Chicago thought-popper embraces sometimes-painful honesty
BRIAR RABBIT at the Drake Underground, Sunday, February 16. Rating: NNN
Briar Rabbit is heartbroken. Or has been heartbroken. A lot. That much was obvious at the Drake Underground Sunday night.
But neither that or the unfortunately teeny crowd dampened his sense of humour. Alone onstage with his acoustic guitar, Rabbit was quick-witted and self-deprecating.

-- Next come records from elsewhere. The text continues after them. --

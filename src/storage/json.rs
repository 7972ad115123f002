//! JSON document primitives shared by the storage and config files.

use std::path::Path;

use serde_json::{Map, Value};

use super::error::JsonFileError;

/// Read a JSON document whose top level must be an object.
pub fn load_json(path: &Path) -> Result<Map<String, Value>, JsonFileError> {
    let content = std::fs::read_to_string(path)?;
    match serde_json::from_str(&content)? {
        Value::Object(map) => Ok(map),
        _ => Err(JsonFileError::NotAnObject),
    }
}

/// Write `data` as pretty JSON, replacing the whole file.
///
/// Goes through a sibling `.tmp` file and a rename so a failed write leaves
/// the previous document in place.
pub fn save_json(path: &Path, data: &Map<String, Value>) -> Result<(), JsonFileError> {
    let content = serde_json::to_string_pretty(data)?;
    let temp_path = path.with_extension("tmp");
    std::fs::write(&temp_path, content)?;

    if let Err(e) = std::fs::rename(&temp_path, path) {
        let _ = std::fs::remove_file(&temp_path);
        return Err(e.into());
    }
    Ok(())
}

/// Create `path` and any missing parents.
pub fn ensure_folder_exists(path: &Path) -> Result<(), JsonFileError> {
    std::fs::create_dir_all(path)?;
    Ok(())
}

/// Extract the string stored under `key`.
pub fn string_entry(data: &Map<String, Value>, key: &str) -> Result<String, JsonFileError> {
    match data.get(key) {
        Some(Value::String(s)) => Ok(s.clone()),
        Some(_) => Err(JsonFileError::NotAString(key.to_string())),
        None => Err(JsonFileError::MissingKey(key.to_string())),
    }
}
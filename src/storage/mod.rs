pub mod config;
pub mod error;
pub mod json;
pub mod kv;
pub mod resolver;

#[cfg(test)]
mod config_tests;

pub use config::{ConfigStore, PathData};
pub use error::{JsonFileError, Result, StorageError};
pub use kv::KeyValueStore;
pub use resolver::{FixedFolder, FolderSource, PromptFolder, ResolverConfig, StorageResolver};

/// Key under which a storage file records its own path, and under which the
/// pointer file records where the storage file lives.
pub const STORAGE_PATH_KEY: &str = "storage_path";

/// Pointer file name inside the config folder.
pub const CONFIG_FILE_NAME: &str = "config.json";

/// Storage file name inside the chosen data folder.
pub const STORAGE_FILE_NAME: &str = "storage.json";
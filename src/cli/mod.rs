pub mod kv;
pub mod kv_handler;
pub mod setup_handler;

use std::path::PathBuf;

use clap::{Parser, Subcommand};
use keyval::storage::{FixedFolder, PromptFolder, ResolverConfig, StorageResolver};

/// JSON-file key-value storage
#[derive(Parser)]
#[command(
    name = "keyval",
    version,
    about = "JSON-file key-value storage with a self-checking config pointer"
)]
pub struct Cli {
    /// Folder holding the config (pointer) file [default: ~/.config/keyval]
    #[arg(long, global = true, env = "KEYVAL_CONFIG_DIR")]
    pub config_dir: Option<PathBuf>,

    /// Data folder for a new storage file (skips the interactive prompt)
    #[arg(long, global = true, env = "KEYVAL_DATA_DIR")]
    pub data_dir: Option<PathBuf>,

    #[command(subcommand)]
    pub command: Command,
}

#[derive(Subcommand)]
pub enum Command {
    #[command(flatten)]
    Kv(kv::KvCommand),

    /// Show where the config and storage files live
    Where,

    /// Create a new storage file and point the config at it
    Init {
        /// Replace the config even if it points at a storage file or is unreadable
        #[arg(long)]
        force: bool,
    },

    /// Point the config at an existing storage file
    Repoint {
        /// Storage file that records its own path
        file: PathBuf,
    },
}

impl Cli {
    pub fn resolver(&self) -> StorageResolver {
        let config_dir = self.config_dir.clone().unwrap_or_else(default_config_dir);
        let config = ResolverConfig::new(config_dir);

        match &self.data_dir {
            Some(dir) => StorageResolver::new(config, FixedFolder(dir.clone())),
            None => StorageResolver::new(config, PromptFolder::default()),
        }
    }
}

fn default_config_dir() -> PathBuf {
    dirs_home().join(".config").join("keyval")
}

fn dirs_home() -> PathBuf {
    std::env::var_os("HOME")
        .map(PathBuf::from)
        .unwrap_or_else(|| PathBuf::from("."))
}
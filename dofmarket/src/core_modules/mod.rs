// THEORY:
// The building blocks of the station, from the wire up: poses and the station table,
// the servo protocol and the actuator that speaks it, the choreography on top of the
// actuator, and beside them the ledger, the gate and the perception loop. None of
// these know about each other's threads; the orchestrator wires them together.

pub mod actuator;
pub mod dofbot;
pub mod ledger;
pub mod perception;
pub mod pose;
pub mod sequencer;
pub mod station;
pub mod task_gate;
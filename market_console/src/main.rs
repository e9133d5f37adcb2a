// THEORY:
// The kiosk front end. It owns the camera, the detector and the window, and runs the
// display loop on the main thread: one perception tick, then the station's pending
// events, then the keyboard. Picks are forwarded to the `Orchestrator`, which runs
// the arm on a worker and never blocks this loop.
//
// Keys: `1`..`9` pick the matching station, `r` resets the cost, `f` finishes the
// session and shows the checkout screen, `q` or Esc exits.

mod camera;
mod detector;
mod display;

use std::path::PathBuf;
use std::time::{Duration, Instant};

use anyhow::{Context, Result};
use clap::Parser;
use opencv::highgui;
use tracing::{info, warn};
use tracing_subscriber::EnvFilter;

use dofmarket::core_modules::perception::{Detector, PerceptionLoop};
use dofmarket::error::PickError;
use dofmarket::{MarketConfig, Orchestrator, ShutdownPolicy};

use camera::{Camera, CameraFrame};
use detector::YoloDetector;
use display::KioskWindow;

const KEY_ESC: i32 = 27;

#[derive(Parser, Debug)]
#[command(name = "market_console", about = "DofMarket fruit kiosk")]
struct Args {
    /// Configuration file (defaults to $DOFMARKET_CONFIG, then ./dofmarket.toml)
    #[arg(short, long)]
    config: Option<PathBuf>,

    /// Never open the arm; log commands instead
    #[arg(long)]
    simulate: bool,

    /// Camera index, overriding the configuration
    #[arg(long)]
    camera: Option<i32>,

    /// Run without the detector
    #[arg(long)]
    no_detector: bool,
}

enum Action {
    Pick(usize),
    Reset,
    Finish,
    Exit,
    None,
}

fn action_for(key: i32, keys: &[char]) -> Action {
    let Some(c) = u32::try_from(key).ok().and_then(char::from_u32) else {
        return Action::None;
    };
    if key == KEY_ESC || c == 'q' {
        return Action::Exit;
    }
    match c {
        'r' => Action::Reset,
        'f' => Action::Finish,
        _ => keys
            .iter()
            .position(|k| *k == c)
            .map_or(Action::None, Action::Pick),
    }
}

fn load_detector(config: &MarketConfig, disabled: bool) -> Option<Box<dyn Detector<CameraFrame>>> {
    if disabled {
        return None;
    }
    let path = config.detector.model_path.as_ref()?;
    match YoloDetector::load(path, &config.detector) {
        Ok(detector) => Some(Box::new(detector)),
        Err(e) => {
            warn!(error = %e, "continuing with raw video");
            None
        }
    }
}

#[tokio::main]
async fn main() -> Result<()> {
    tracing_subscriber::fmt()
        .with_env_filter(EnvFilter::try_from_default_env().unwrap_or_else(|_| EnvFilter::new("info")))
        .init();

    let args = Args::parse();

    // --- 1. Configuration ---
    let mut config = MarketConfig::load(args.config.as_deref()).context("loading configuration")?;
    if args.simulate {
        config.arm.simulate = true;
    }
    if let Some(index) = args.camera {
        config.camera.index = index;
    }

    // --- 2. Devices ---
    // The camera is the one device the kiosk cannot run without.
    let camera = Camera::open(&config.camera)?;
    let detector = load_detector(&config, args.no_detector);
    let mut perception = PerceptionLoop::new(camera, detector, config.perception);

    let mut station = Orchestrator::from_config(&config);
    if station.is_simulated() {
        info!("arm is simulated");
    }
    let commands = station.commands();
    let keys: Vec<char> = commands.iter().map(|c| c.key).collect();
    let mut window = KioskWindow::open(commands.clone())?;

    // --- 3. Display Loop ---
    let tick = Duration::from_millis(config.perception.tick_ms.max(1));
    let mut finished = false;
    loop {
        let started = Instant::now();
        station.pump();
        window.update(station.panel());
        perception.tick(started, &mut window);

        let wait_ms = tick.saturating_sub(started.elapsed()).as_millis().max(1) as i32;
        match action_for(highgui::wait_key(wait_ms)?, &keys) {
            Action::Pick(i) => match station.dispatch(&commands[i]) {
                Ok(()) => {}
                Err(PickError::BusyRejection) => window.notify(PickError::BusyRejection.to_string()),
                Err(e) => warn!(error = %e, "pick rejected"),
            },
            Action::Reset => station.reset(),
            Action::Finish => {
                finished = true;
                break;
            }
            Action::Exit => break,
            Action::None => {}
        }
    }

    // --- 4. Checkout ---
    // Release the camera before the checkout screen.
    drop(perception);
    if finished {
        let total = station.checkout();
        display::show_checkout(total)?;
        while !matches!(action_for(highgui::wait_key(50)?, &keys), Action::Exit) {
            station.pump();
        }
    }

    // --- 5. Shutdown ---
    let total = station.shutdown(ShutdownPolicy::Wait).await;
    info!(total, "kiosk closed");
    highgui::destroy_all_windows()?;
    Ok(())
}

#[cfg(test)]
mod tests {
    use super::*;

    #[test]
    fn keys_map_to_actions() {
        let keys = ['1', '2', '3'];
        assert!(matches!(action_for('2' as i32, &keys), Action::Pick(1)));
        assert!(matches!(action_for('r' as i32, &keys), Action::Reset));
        assert!(matches!(action_for('f' as i32, &keys), Action::Finish));
        assert!(matches!(action_for(KEY_ESC, &keys), Action::Exit));
        assert!(matches!(action_for('9' as i32, &keys), Action::None));
        assert!(matches!(action_for(-1, &keys), Action::None));
    }
}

What initially came across as schticky turned out to be laugh-out-loud humorous from one of the funnier banterers in the biz. (If the music thing doesn’t work out, there’s a future in musical theatre there.)
Also like a theatre person: he dove straight into his soulful folk-pop set unselfconsciously, at full-tilt – giving a very quiet room the kind of energy you’d expect him to give a full one.
His voice (think Steven Page with a hint of Adam Duritz) was strong and true, if a little flat when he reached for the highest notes. A clever and heartfelt lyricist, Rabbit’s sometimes-painful honesty seems genuine, which salvages it from becoming over-earnest oversharing. (He told us his aunt advised him to sell his song Lock Up Before You Leave to Taylor Swift. Solid advice.)
Early in the set he covered Otis Redding’s (Sittin’ On) The Dock Of The Bay, which suited him well. A little more soul, blues and camp (he also covered Britney Spears’s Hit Me Baby One More Time) would be very welcome additions to his folksy campfire-worthy originals.